▸ YOUR TASK:
Down to the last line, restate the listing below exactly.

________

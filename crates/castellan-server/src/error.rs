//! Server error types and the JSON error body returned by handlers.

use std::net::SocketAddr;

use axum::Json;
use axum::http::StatusCode;
use axum::response::{IntoResponse, Response};
use castellan_registry::{AdminError, FieldError, ManifestError, RefreshError, SourceError};
use serde::Serialize;
use thiserror::Error;

/// Result type for server operations.
pub type ServerResult<T> = Result<T, ServerError>;

/// Errors raised while assembling or running the server.
#[derive(Debug, Error)]
pub enum ServerError {
    /// Configuration could not be used.
    #[error("configuration error: {0}")]
    Config(#[from] castellan_config::ConfigError),

    /// A configured name is not a valid identifier.
    #[error("invalid service name: {0}")]
    InvalidService(#[from] castellan_types::TypeError),

    /// Policy registry could not be built.
    #[error("policy registry error: {0}")]
    Policy(#[from] castellan_policy::RegistryError),

    /// I/O error.
    #[error("i/o error: {0}")]
    Io(#[from] std::io::Error),

    /// Bind failed.
    #[error("failed to bind to {addr}: {source}")]
    BindFailed {
        addr: SocketAddr,
        source: std::io::Error,
    },

    /// Authentication failed.
    #[error("unauthorized: {0}")]
    Unauthorized(String),
}

/// JSON error body: `{code, message, fields?}`.
#[derive(Debug, Clone, PartialEq, Eq, Serialize)]
pub struct ErrorBody {
    pub code: String,
    pub message: String,
    #[serde(skip_serializing_if = "Option::is_none")]
    pub fields: Option<Vec<FieldError>>,
}

/// Structured API error returned by handlers.
#[derive(Debug)]
pub struct ApiError {
    pub status: StatusCode,
    pub body: ErrorBody,
}

impl ApiError {
    fn new(status: StatusCode, code: &str, message: impl Into<String>) -> Self {
        Self {
            status,
            body: ErrorBody {
                code: code.to_string(),
                message: message.into(),
                fields: None,
            },
        }
    }
}

impl IntoResponse for ApiError {
    fn into_response(self) -> Response {
        (self.status, Json(self.body)).into_response()
    }
}

pub fn api_not_found(message: impl Into<String>) -> ApiError {
    ApiError::new(StatusCode::NOT_FOUND, "not_found", message)
}

pub fn api_unauthorized(message: impl Into<String>) -> ApiError {
    ApiError::new(StatusCode::UNAUTHORIZED, "unauthorized", message)
}

/// A denial never says which policy matched or why.
pub fn api_forbidden() -> ApiError {
    ApiError::new(StatusCode::FORBIDDEN, "forbidden", "not permitted")
}

pub fn api_validation_error(fields: Vec<FieldError>) -> ApiError {
    let mut error = ApiError::new(
        StatusCode::UNPROCESSABLE_ENTITY,
        "validation_error",
        "request failed validation",
    );
    error.body.fields = Some(fields);
    error
}

/// Generic 503; callers log the cause.
pub fn api_unavailable(message: impl Into<String>) -> ApiError {
    ApiError::new(StatusCode::SERVICE_UNAVAILABLE, "unavailable", message)
}

impl From<SourceError> for ApiError {
    fn from(err: SourceError) -> Self {
        match err {
            SourceError::NotFound(what) => api_not_found(format!("{what} not found")),
            SourceError::Unavailable(cause) => {
                // The cause stays in the log.
                tracing::error!(error = %cause, "source of record unavailable");
                api_unavailable("source of record unavailable")
            }
        }
    }
}

impl From<AdminError> for ApiError {
    fn from(err: AdminError) -> Self {
        match err {
            AdminError::Validation(fields) => api_validation_error(fields),
            AdminError::NotFound(what) => api_not_found(format!("{what} not found")),
            AdminError::Source(source) => source.into(),
        }
    }
}

impl From<ManifestError> for ApiError {
    fn from(err: ManifestError) -> Self {
        match err {
            ManifestError::Invalid(fields) => api_validation_error(fields),
            ManifestError::Source(source) => source.into(),
        }
    }
}

impl From<RefreshError> for ApiError {
    fn from(err: RefreshError) -> Self {
        match err {
            RefreshError::UnknownService(service) => {
                api_not_found(format!("service '{service}' not found or inactive"))
            }
            RefreshError::Source(source) => source.into(),
        }
    }
}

________

▸ RESPONSE TO THE TASK:
filename crates/castellan-server/src/error.rs
//! Server error types and the JSON error body returned by handlers.

use std::net::SocketAddr;

use axum::Json;
use axum::http::StatusCode;
use axum::response::{IntoResponse, Response};
use castellan_registry::{AdminError, FieldError, ManifestError, RefreshError, SourceError};
use serde::Serialize;
use thiserror::Error;

/// Result type for server operations.
pub type ServerResult<T> = Result<T, ServerError>;

/// Errors raised while assembling or running the server.
#[derive(Debug, Error)]
pub enum ServerError {
    /// Configuration could not be used.
    #[error("configuration error: {0}")]
    Config(#[from] castellan_config::ConfigError),

    /// A configured name is not a valid identifier.
    #[error("invalid service name: {0}")]
    InvalidService(#[from] castellan_types::TypeError),

    /// Policy registry could not be built.
    #[error("policy registry error: {0}")]
    Policy(#[from] castellan_policy::RegistryError),

    /// I/O error.
    #[error("i/o error: {0}")]
    Io(#[from] std::io::Error),

    /// Bind failed.
    #[error("failed to bind to {addr}: {source}")]
    BindFailed {
        addr: SocketAddr,
        source: std::io::Error,
    },

    /// Authentication failed.
    #[error("unauthorized: {0}")]
    Unauthorized(String),
}

/// JSON error body: `{code, message, fields?}`.
#[derive(Debug, Clone, PartialEq, Eq, Serialize)]
pub struct ErrorBody {
    pub code: String,
    pub message: String,
    #[serde(skip_serializing_if = "Option::is_none")]
    pub fields: Option<Vec<FieldError>>,
}

/// Structured API error returned by handlers.
#[derive(Debug)]
pub struct ApiError {
    pub status: StatusCode,
    pub body: ErrorBody,
}

impl ApiError {
    fn new(status: StatusCode, code: &str, message: impl Into<String>) -> Self {
        Self {
            status,
            body: ErrorBody {
                code: code.to_string(),
                message: message.into(),
                fields: None,
            },
        }
    }
}

impl IntoResponse for ApiError {
    fn into_response(self) -> Response {
        (self.status, Json(self.body)).into_response()
    }
}

pub fn api_not_found(message: impl Into<String>) -> ApiError {
    ApiError::new(StatusCode::NOT_FOUND, "not_found", message)
}

pub fn api_unauthorized(message: impl Into<String>) -> ApiError {
    ApiError::new(StatusCode::UNAUTHORIZED, "unauthorized", message)
}

/// A denial never says which policy matched or why.
pub fn api_forbidden() -> ApiError {
    ApiError::new(StatusCode::FORBIDDEN, "forbidden", "not permitted")
}

pub fn api_validation_error(fields: Vec<FieldError>) -> ApiError {
    let mut error = ApiError::new(
        StatusCode::UNPROCESSABLE_ENTITY,
        "validation_error",
        "request failed validation",
    );
    error.body.fields = Some(fields);
    error
}

/// Generic 503; callers log the cause.
pub fn api_unavailable(message: impl Into<String>) -> ApiError {
    ApiError::new(StatusCode::SERVICE_UNAVAILABLE, "unavailable", message)
}

impl From<SourceError> for ApiError {
    fn from(err: SourceError) -> Self {
        match err {
            SourceError::NotFound(what) => api_not_found(format!("{what} not found")),
            SourceError::Unavailable(cause) => {
                // The cause stays in the log.
                tracing::error!(error = %cause, "source of record unavailable");
                api_unavailable("source of record unavailable")
            }
        }
    }
}

impl From<AdminError> for ApiError {
    fn from(err: AdminError) -> Self {
        match err {
            AdminError::Validation(fields) => api_validation_error(fields),
            AdminError::NotFound(what) => api_not_found(format!("{what} not found")),
            AdminError::Source(source) => source.into(),
        }
    }
}

impl From<ManifestError> for ApiError {
    fn from(err: ManifestError) -> Self {
        match err {
            ManifestError::Invalid(fields) => api_validation_error(fields),
            ManifestError::Source(source) => source.into(),
        }
    }
}

impl From<RefreshError> for ApiError {
    fn from(err: RefreshError) -> Self {
        match err {
            RefreshError::UnknownService(service) => {
                api_not_found(format!("service '{service}' not found or inactive"))
            }
            RefreshError::Source(source) => source.into(),
        }
    }
}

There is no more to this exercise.